Some interesting responses to Mike’s situation, and my defense of him yesterday. I didn’t mean to have any more to say, but I fear I do.
Gary’s response clarified something in my head: there is a difference between presenting a partial self to the world and presenting a false self. Yes, yes, all presented selves are necessarily both false and partial; I know. I also know all about lying by omission. That’s not what I’m talking about.
I’m saying that I think it’s all right not to go certain places, talk about certain things; that doesn’t necessarily create a falsehood. On CavLec you’re not going to hear racy stories of sexual escapades. You’re just not. Sex is a part of my life I deliberately leave unwritten. For other people, it’s work or family. Fine. Note the omission when appropriate, and hold your head up.
(Which is partly by way of encouraging David to blog a bit more. Poor guy, he’s watched me get repeatedly smashed down over things I’ve said the last few years; he’s entitled to be appalled. His response is silence. Mine is transparency. If he can find a place in-between, he’d still have plenty to say.)
The places we don’t go are partly socially constructed. To the extent that some of us break those taboos—Mike with family, me with grad school—we tend to attract attention, notably of a wistful “thanks; wish I dared write about that” sort. There’s a few dissertations to be written on where the boundaries are; I have sort of a sense of them, but my social deafness means that almost anyone probably has a better one.
One of the boundaries I break pretty regularly is the self-esteem boundary (for lack of a better term). All those studies that talk about how the person who looks at herself with rose-colored glasses is healthier, succeeds more—I’ve skimmed descriptions in the media, read a few abstracts. Whatever. I can’t do it. I can’t pump myself up that way. Quite deliberately, with full awareness, I play the fool instead, because I think that more honest and in the long run more useful than the alternatives.
Which is not to say that it’s entirely comfortable in the short run. Poor Hylton emailed me last night to ask whether he’d offended me, after I sniped last night about banana-peel postings. I sniped at Mike today, too, in his comments somewhere, about never letting me live down the sexism series. (That set of posts, incidentally, has proven in hindsight a blunder of calamitous proportions.)
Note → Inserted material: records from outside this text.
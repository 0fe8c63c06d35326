use std::sync::{Arc, OnceLock};

use axum::Router;
use axum::http::StatusCode;
use axum::http::header::LOCATION;
use axum::response::{IntoResponse, Response};
use axum::routing::get;

use super::config::{AuthConfig, AuthSettings};
use super::state::AuthState;
use super::{info, login, logout, refresh, sso};
use crate::audit::AuditSink;
use crate::directory::UserDirectory;
use crate::session::{SessionRecord, SessionStore};

/// Create the session orchestration router.
///
/// Routes (relative to the configured auth path):
/// `GET /login`, `GET /login/callback`, `GET /logout`, `GET /logout/callback`,
/// `GET /refresh-token`, `GET /userinfo`, `GET /username`, `GET|POST /sso`,
/// `GET /platform`.
pub fn auth_routes<S, D, A>(config: AuthConfig, store: S, directory: D, audit: A) -> Router
where
    S: SessionStore,
    D: UserDirectory,
    A: AuditSink,
{
    let auth_path = config.settings.auth_path.clone();

    let state = AuthState {
        client: Arc::new(config.client),
        brokers: Arc::new(config.brokers),
        token_exchange_broker: config.token_exchange_broker.map(Arc::from),
        store: Arc::new(store),
        directory: Arc::new(directory),
        audit: Arc::new(audit),
        settings: Arc::new(config.settings),
        host_cache: Arc::new(OnceLock::new()),
    };

    Router::new()
        .route(&format!("{auth_path}/login"), get(login::login::<S, D, A>))
        .route(
            &format!("{auth_path}/login/callback"),
            get(login::callback::<S, D, A>),
        )
        .route(&format!("{auth_path}/logout"), get(logout::logout::<S, D, A>))
        .route(
            &format!("{auth_path}/logout/callback"),
            get(logout::callback::<S, D, A>),
        )
        .route(
            &format!("{auth_path}/refresh-token"),
            get(refresh::refresh_token::<S, D, A>),
        )
        .route(
            &format!("{auth_path}/sso"),
            get(sso::broker_sso::<S, D, A>).post(sso::token_exchange::<S, D, A>),
        )
        .route(&format!("{auth_path}/userinfo"), get(info::userinfo::<S, D, A>))
        .route(&format!("{auth_path}/username"), get(info::username))
        .route(&format!("{auth_path}/platform"), get(info::platform::<S, D, A>))
        .with_state(state)
}

// ── Helpers ────────────────────────────────────────────────────────

/// `302 Found` browser redirect.
pub(super) fn found(location: &str) -> Response {
    (StatusCode::FOUND, [(LOCATION, location.to_string())]).into_response()
}

/// Accept only local absolute paths as post-login targets.
pub(super) fn sanitize_target(target: Option<String>) -> Option<String> {
    target.filter(|t| t.starts_with('/') && !t.starts_with("//") && !t.contains('\\'))
}

/// Where to send the browser once a session is authenticated.
pub(super) fn success_target<'a>(settings: &'a AuthSettings, record: &'a SessionRecord) -> &'a str {
    record
        .redirect_target
        .as_deref()
        .unwrap_or_else(|| settings.platform_landing(record.platform))
}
Thing is, all this comes with the territory. You laugh at fools, point at our folly; it’s what fools are for. Sometimes you pity us; sometimes you learn from us. Mostly you’re glad you’re not us, even to despising us. Every once in a while, though, a good fool can make you cringe at your likeness to him.
But a proper fool never, ever, ever bites the hand that points at him in derision. Threatened, he may not threaten; abused, he must not abuse. The Fool may complain, but only to heaven; he may point out the folly of others, but only by mirroring it or making it into a riddle. The Fool goes about his business no matter the consequences. Lear’s Fool disappears; Rosaura’s Clarín dies in a battle he wants no part of, blaming no one but fate, exclaiming ironically that running from death brings death running.
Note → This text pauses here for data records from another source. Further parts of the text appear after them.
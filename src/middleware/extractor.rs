use axum::extract::FromRequestParts;
use axum::http::HeaderMap;
use axum::http::request::Parts;
use axum_extra::extract::CookieJar;

use super::cookies;
use super::error::AuthError;
use super::state::AuthState;
use crate::audit::AuditSink;
use crate::directory::UserDirectory;
use crate::session::{SessionRecord, SessionStore};
use crate::types::SessionId;

/// Authenticated session extracted from the session cookie, falling back to
/// the session header.
///
/// Returns `401 Unauthorized` when no session id is presented or the session
/// has not completed login.
///
/// # Example
///
/// ```rust,ignore
/// async fn whoami(AuthSession(session): AuthSession) -> impl IntoResponse {
///     format!("Hello, {}", session.display_name)
/// }
/// ```
#[derive(Debug, Clone)]
pub struct AuthSession(pub SessionRecord);

impl<S, D, A> FromRequestParts<AuthState<S, D, A>> for AuthSession
where
    S: SessionStore,
    D: UserDirectory,
    A: AuditSink,
{
    type Rejection = AuthError;

    async fn from_request_parts(
        parts: &mut Parts,
        state: &AuthState<S, D, A>,
    ) -> Result<Self, Self::Rejection> {
        let jar = CookieJar::from_headers(&parts.headers);
        let session_id = cookies::session_id(&jar, &parts.headers, &state.settings)
            .ok_or(AuthError::Unauthenticated)?;

        let record = state
            .load(&session_id)
            .await?
            .ok_or(AuthError::SessionNotFound)?;
        if !record.is_authenticated() {
            return Err(AuthError::Unauthenticated);
        }
        Ok(Self(record))
    }
}

/// Resolve the authenticated session named by the request's cookie.
///
/// For consumer middleware that runs outside the auth router. Store errors,
/// unknown ids and sessions still pending login all yield `None`.
///
/// ```rust,ignore
/// let session = resolve_session(&store, &headers, "sso_session").await;
/// ```
pub async fn resolve_session<S: SessionStore>(
    store: &S,
    headers: &HeaderMap,
    cookie_name: &str,
) -> Option<SessionRecord> {
    let jar = CookieJar::from_headers(headers);
    let session_id = jar
        .get(cookie_name)
        .map(|c| c.value().to_string())
        .filter(|v| !v.is_empty())?;

    match store.get(&SessionId(session_id)).await {
        Ok(record) => record.filter(SessionRecord::is_authenticated),
        Err(e) => {
            tracing::error!(error = %e, "Session lookup failed");
            None
        }
    }
}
I will try to remember to be a proper fool. It takes practice.
Jonathon defends the exposure of family façades in the name of art. I agree that Mike has a good defense there, but I don’t think it’s the only one he’s got. Wherever there is a façade, there is the other side of the story, someone who doesn’t dare believe the evidence of her senses or his thoughts.
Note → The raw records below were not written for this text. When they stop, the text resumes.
//! Composition root tying mood, progress, breathing and audio together.
//!
//! Every operation returns the events the host should render, in order.

use std::rc::Rc;

use serde::Serialize;

use crate::audio::{BreathingAudio, CuePlayer, SoundSettings};
use crate::breathing::{
    BreathingCycle, BreathingRunner, Continuation, ContinuationHost, RunnerTiming,
};
use crate::clock::Clock;
use crate::error::ValidationError;
use crate::events::Event;
use crate::mood::{Mood, MoodStore};
use crate::progress::{CheckInOutcome, ExerciseOutcome, ProgressSummary, ProgressTracker};
use crate::storage::{Config, KeyValueStore};

/// Result of picking a mood.
#[derive(Debug, Clone, Serialize)]
pub struct MoodSelection {
    /// Mood name followed by its feedback sentence.
    pub feedback: String,
    pub outcome: CheckInOutcome,
    pub events: Vec<Event>,
}

pub struct Companion<C: Clock + Clone, P: CuePlayer> {
    clock: C,
    mood: MoodStore,
    progress: ProgressTracker,
    runner: BreathingRunner<C>,
    audio: BreathingAudio<P>,
}

impl<C: Clock + Clone, P: CuePlayer> Companion<C, P> {
    pub fn new(
        store: Rc<dyn KeyValueStore>,
        cycle: BreathingCycle,
        timing: RunnerTiming,
        default_sound: bool,
        clock: C,
        player: P,
    ) -> Self {
        Self {
            mood: MoodStore::load(store.clone()),
            progress: ProgressTracker::load(store.clone()),
            runner: BreathingRunner::new(cycle, timing, clock.clone()),
            audio: BreathingAudio::new(SoundSettings::load(store, default_sound), player),
            clock,
        }
    }

    /// Build from a loaded [`Config`].
    ///
    /// # Errors
    /// Returns an error if the configured breathing cycle or timing is
    /// invalid. A config from [`Config::load`] has already been sanitized.
    pub fn from_config(
        store: Rc<dyn KeyValueStore>,
        config: &Config,
        clock: C,
        player: P,
    ) -> Result<Self, ValidationError> {
        let cycle = config.breathing.cycle()?;
        let timing = config.breathing.timing()?;
        Ok(Self::new(
            store,
            cycle,
            timing,
            config.sound.default_enabled,
            clock,
            player,
        ))
    }

    // ── Queries ──────────────────────────────────────────────────────

    pub fn current_mood(&self) -> Option<&Mood> {
        self.mood.current_mood()
    }

    pub fn progress(&self) -> &ProgressTracker {
        &self.progress
    }

    pub fn runner(&self) -> &BreathingRunner<C> {
        &self.runner
    }

    pub fn audio(&self) -> &BreathingAudio<P> {
        &self.audio
    }

    pub fn summary(&self) -> ProgressSummary {
        self.progress.summary(self.clock.today())
    }

    // ── Mood & progress ──────────────────────────────────────────────

    /// Change the current mood without checking in.
    pub fn set_mood(&mut self, mood: Mood) -> Event {
        self.mood.set_mood(mood, &self.clock)
    }

    /// Make `mood` current, then check in for today.
    pub fn select_mood(&mut self, mood: Mood) -> MoodSelection {
        let feedback = format!("{} — {}", mood, mood.feedback());
        let mut events = vec![self.mood.set_mood(mood.clone(), &self.clock)];

        let today = self.clock.today();
        let outcome = self.progress.record_check_in(mood.clone(), today);
        let at = self.clock.now();
        match &outcome {
            CheckInOutcome::AlreadyCheckedIn { date } => {
                events.push(Event::CheckInRejected {
                    date: *date,
                    message: outcome.message(),
                    at,
                });
            }
            CheckInOutcome::Recorded { date, streak } => {
                events.push(Event::CheckInRecorded {
                    date: *date,
                    mood,
                    streak: *streak,
                    message: outcome.message(),
                    at,
                });
                events.push(self.progress_event());
            }
        }

        MoodSelection {
            feedback,
            outcome,
            events,
        }
    }

    /// # Errors
    /// Returns an error if `duration` is zero.
    pub fn record_exercise(&mut self, duration: u32) -> Result<Vec<Event>, ValidationError> {
        let outcome = self.progress.record_exercise(duration, self.clock.today())?;
        Ok(vec![self.exercise_event(&outcome), self.progress_event()])
    }

    pub fn toggle_sound(&mut self) -> Event {
        let enabled = self.audio.toggle_sound();
        Event::SoundToggled {
            enabled,
            at: self.clock.now(),
        }
    }

    // ── Breathing ────────────────────────────────────────────────────

    pub fn start_breathing(&mut self) -> Vec<Event> {
        if self.runner.is_running() {
            return Vec::new();
        }
        self.audio.start_chime();
        let events = self.runner.start();
        self.cue(&events);
        events
    }

    pub fn fire(&mut self, id: u64) -> Vec<Event> {
        let events = self.runner.fire(id);
        self.cue(&events);
        events
    }

    /// Stop the session and credit an exercise if it got past its first
    /// phase. Also the teardown hook.
    pub fn stop_breathing(&mut self) -> Vec<Event> {
        let Some(stopped) = self.runner.stop() else {
            return Vec::new();
        };
        let counts = matches!(
            stopped,
            Event::BreathingStopped {
                counts_as_exercise: true,
                ..
            }
        );
        let mut events = vec![stopped];
        if counts {
            match self.progress.record_exercise(1, self.clock.today()) {
                Ok(outcome) => {
                    events.push(self.exercise_event(&outcome));
                    events.push(self.progress_event());
                }
                Err(e) => tracing::warn!("could not record breathing exercise: {e}"),
            }
        }
        events
    }

    // ── Internal ─────────────────────────────────────────────────────

    fn cue(&mut self, events: &[Event]) {
        for event in events {
            if let Event::PhaseStarted { phase, .. } = event {
                self.audio.phase_cue(*phase);
            }
        }
    }

    fn exercise_event(&self, outcome: &ExerciseOutcome) -> Event {
        Event::ExerciseRecorded {
            date: outcome.date,
            duration: outcome.duration,
            weekly_count: outcome.weekly_count,
            message: outcome.message(),
            at: self.clock.now(),
        }
    }

    fn progress_event(&self) -> Event {
        let summary = self.summary();
        Event::ProgressUpdated {
            streak: summary.streak,
            tier: summary.tier,
            weekly_exercise_count: summary.weekly_exercise_count,
            label: summary.label,
            at: self.clock.now(),
        }
    }
}

impl<C: Clock + Clone, P: CuePlayer> ContinuationHost for Companion<C, P> {
    fn pending(&self) -> Option<Continuation> {
        self.runner.pending()
    }

    fn fire(&mut self, id: u64) -> Vec<Event> {
        Companion::fire(self, id)
    }

    fn stop(&mut self) -> Vec<Event> {
        self.stop_breathing()
    }
}

#[cfg(test)]
mod tests {
    use super::*;
    use crate::audio::{SilentPlayer, Tone, Utterance, START_CHIME};
    use crate::clock::ManualClock;
    use crate::progress::StreakTier;
    use crate::storage::MemoryStore;
    use chrono::NaiveDate;

    fn companion(clock: &ManualClock) -> Companion<ManualClock, SilentPlayer> {
        Companion::from_config(
            Rc::new(MemoryStore::new()),
            &Config::default(),
            clock.clone(),
            SilentPlayer,
        )
        .unwrap()
    }

    #[derive(Default)]
    struct RecordingPlayer {
        tones: Vec<Tone>,
        spoken: Vec<String>,
    }

    impl CuePlayer for RecordingPlayer {
        type Error = std::convert::Infallible;

        fn play_tone(&mut self, tone: &Tone) -> Result<(), Self::Error> {
            self.tones.push(*tone);
            Ok(())
        }

        fn speak(&mut self, utterance: &Utterance) -> Result<(), Self::Error> {
            self.spoken.push(utterance.text.clone());
            Ok(())
        }
    }

    fn recording_companion(clock: &ManualClock) -> Companion<ManualClock, RecordingPlayer> {
        Companion::from_config(
            Rc::new(MemoryStore::new()),
            &Config::default(),
            clock.clone(),
            RecordingPlayer::default(),
        )
        .unwrap()
    }

    fn day(y: i32, m: u32, d: u32) -> NaiveDate {
        NaiveDate::from_ymd_opt(y, m, d).unwrap()
    }

    const DAY_MS: u64 = 24 * 60 * 60 * 1000;

    #[test]
    fn select_mood_checks_in_and_reports_progress() {
        let clock = ManualClock::at_day(day(2024, 1, 1));
        let mut c = companion(&clock);
        let selection = c.select_mood(Mood::Happy);

        assert!(selection.feedback.starts_with("Happy — That's wonderful"));
        assert!(matches!(
            selection.outcome,
            CheckInOutcome::Recorded { streak: 1, .. }
        ));
        assert!(matches!(selection.events[0], Event::MoodChanged { .. }));
        assert!(matches!(selection.events[1], Event::CheckInRecorded { .. }));
        assert!(matches!(
            selection.events[2],
            Event::ProgressUpdated {
                streak: 1,
                tier: StreakTier::Low,
                ..
            }
        ));
        assert_eq!(c.current_mood(), Some(&Mood::Happy));
    }

    #[test]
    fn second_selection_same_day_changes_mood_but_not_progress() {
        let clock = ManualClock::at_day(day(2024, 1, 1));
        let mut c = companion(&clock);
        c.select_mood(Mood::Happy);
        clock.advance_ms(60 * 60 * 1000);
        let selection = c.select_mood(Mood::Anxious);

        assert!(matches!(
            selection.outcome,
            CheckInOutcome::AlreadyCheckedIn { .. }
        ));
        assert!(matches!(selection.events[1], Event::CheckInRejected { .. }));
        assert_eq!(selection.events.len(), 2);
        assert_eq!(c.current_mood(), Some(&Mood::Anxious));
        assert_eq!(c.progress().check_ins().len(), 1);
    }

    #[test]
    fn streak_grows_across_days() {
        let clock = ManualClock::at_day(day(2024, 1, 1));
        let mut c = companion(&clock);
        for _ in 0..3 {
            c.select_mood(Mood::Calm);
            clock.advance_ms(DAY_MS);
        }
        assert_eq!(c.progress().calculate_streak(), 3);
    }

    #[test]
    fn breathing_stopped_early_records_nothing() {
        let clock = ManualClock::at_day(day(2024, 1, 1));
        let mut c = companion(&clock);
        c.start_breathing();
        let events = c.stop_breathing();
        assert_eq!(events.len(), 1);
        assert!(c.progress().exercises().is_empty());
    }

    #[test]
    fn breathing_past_first_phase_records_one_exercise() {
        let clock = ManualClock::at_day(day(2024, 1, 1));
        let mut c = companion(&clock);
        c.start_breathing();
        while c.runner().completed_phases() == 0 {
            let next = c.pending().unwrap();
            clock.advance_ms(next.delay_ms);
            c.fire(next.id);
        }
        let events = c.stop_breathing();

        assert_eq!(c.progress().exercises().len(), 1);
        assert!(matches!(
            events[1],
            Event::ExerciseRecorded { weekly_count: 1, .. }
        ));
        assert!(matches!(events[2], Event::ProgressUpdated { .. }));

        // A second stop (e.g. teardown after a manual stop) adds nothing.
        assert!(c.stop_breathing().is_empty());
        assert_eq!(c.progress().exercises().len(), 1);
    }

    #[test]
    fn record_exercise_reports_weekly_count() {
        let clock = ManualClock::at_day(day(2024, 1, 1));
        let mut c = companion(&clock);
        c.record_exercise(1).unwrap();
        let events = c.record_exercise(1).unwrap();
        match &events[0] {
            Event::ExerciseRecorded { message, .. } => {
                assert!(message.contains("2 exercises this week"));
            }
            other => panic!("Expected ExerciseRecorded, got {other:?}"),
        }
        assert!(c.record_exercise(0).is_err());
    }

    #[test]
    fn start_breathing_chimes_once_and_cues_phases() {
        let clock = ManualClock::at_day(day(2024, 1, 1));
        let mut c = recording_companion(&clock);

        c.start_breathing();
        assert_eq!(c.audio().player().tones, vec![START_CHIME]);
        assert_eq!(c.audio().player().spoken, vec!["Inhale"]);

        // Already running: no second chime, no repeated cue.
        assert!(c.start_breathing().is_empty());
        assert_eq!(c.audio().player().tones.len(), 1);
        assert_eq!(c.audio().player().spoken.len(), 1);

        // Run through Hold into Exhale.
        while c.runner().completed_phases() < 2 {
            let next = c.pending().unwrap();
            clock.advance_ms(next.delay_ms);
            c.fire(next.id);
        }
        let gap = c.pending().unwrap();
        clock.advance_ms(gap.delay_ms);
        c.fire(gap.id);

        assert_eq!(c.audio().player().spoken, vec!["Inhale", "Exhale"]);
        assert_eq!(c.audio().player().tones.len(), 1);
    }

    #[test]
    fn muted_companion_plays_nothing() {
        let clock = ManualClock::at_day(day(2024, 1, 1));
        let mut c = recording_companion(&clock);
        c.toggle_sound();
        c.start_breathing();
        assert!(c.audio().player().tones.is_empty());
        assert!(c.audio().player().spoken.is_empty());
    }

    #[test]
    fn sanitized_config_with_zero_phase_still_builds() {
        let parsed: Config = toml::from_str("[breathing]\nhold_secs = 0\n").unwrap();
        assert!(Companion::from_config(
            Rc::new(MemoryStore::new()),
            &parsed,
            ManualClock::new(0),
            SilentPlayer,
        )
        .is_err());

        let mut c = Companion::from_config(
            Rc::new(MemoryStore::new()),
            &parsed.sanitized(),
            ManualClock::at_day(day(2024, 1, 1)),
            SilentPlayer,
        )
        .unwrap();
        assert!(matches!(
            c.select_mood(Mood::Calm).outcome,
            CheckInOutcome::Recorded { streak: 1, .. }
        ));
    }

    #[test]
    fn zero_poll_interval_is_rejected() {
        let mut config = Config::default();
        config.breathing.poll_interval_ms = 0;
        let result = Companion::from_config(
            Rc::new(MemoryStore::new()),
            &config,
            ManualClock::new(0),
            SilentPlayer,
        );
        assert!(matches!(result, Err(ValidationError::ZeroPollInterval)));
    }

    #[test]
    fn toggling_sound_reports_new_state() {
        let clock = ManualClock::new(0);
        let mut c = companion(&clock);
        assert!(c.audio().sound_enabled());
        assert!(matches!(
            c.toggle_sound(),
            Event::SoundToggled { enabled: false, .. }
        ));
    }
}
Ripping down the façade gives that person back the world—or at least a chance at constructing one that isn’t false.
I wonder how many other family members Mike’s would-be censor intimidates. I wonder sadly how much is being hidden. I wonder how many family members wander through their lives half-anesthetized, too engaged holding up the façade to build anything more worthwhile.
It would be nice to believe that everyone is strong enough to pierce the masquerades. I know better, having spent much of my life believing a great many stupid and wearying fictions unquestioning. Sometimes, though, all that’s needed is a push of honesty from outside. Like Mike’s. I for one will defend his posts on that basis.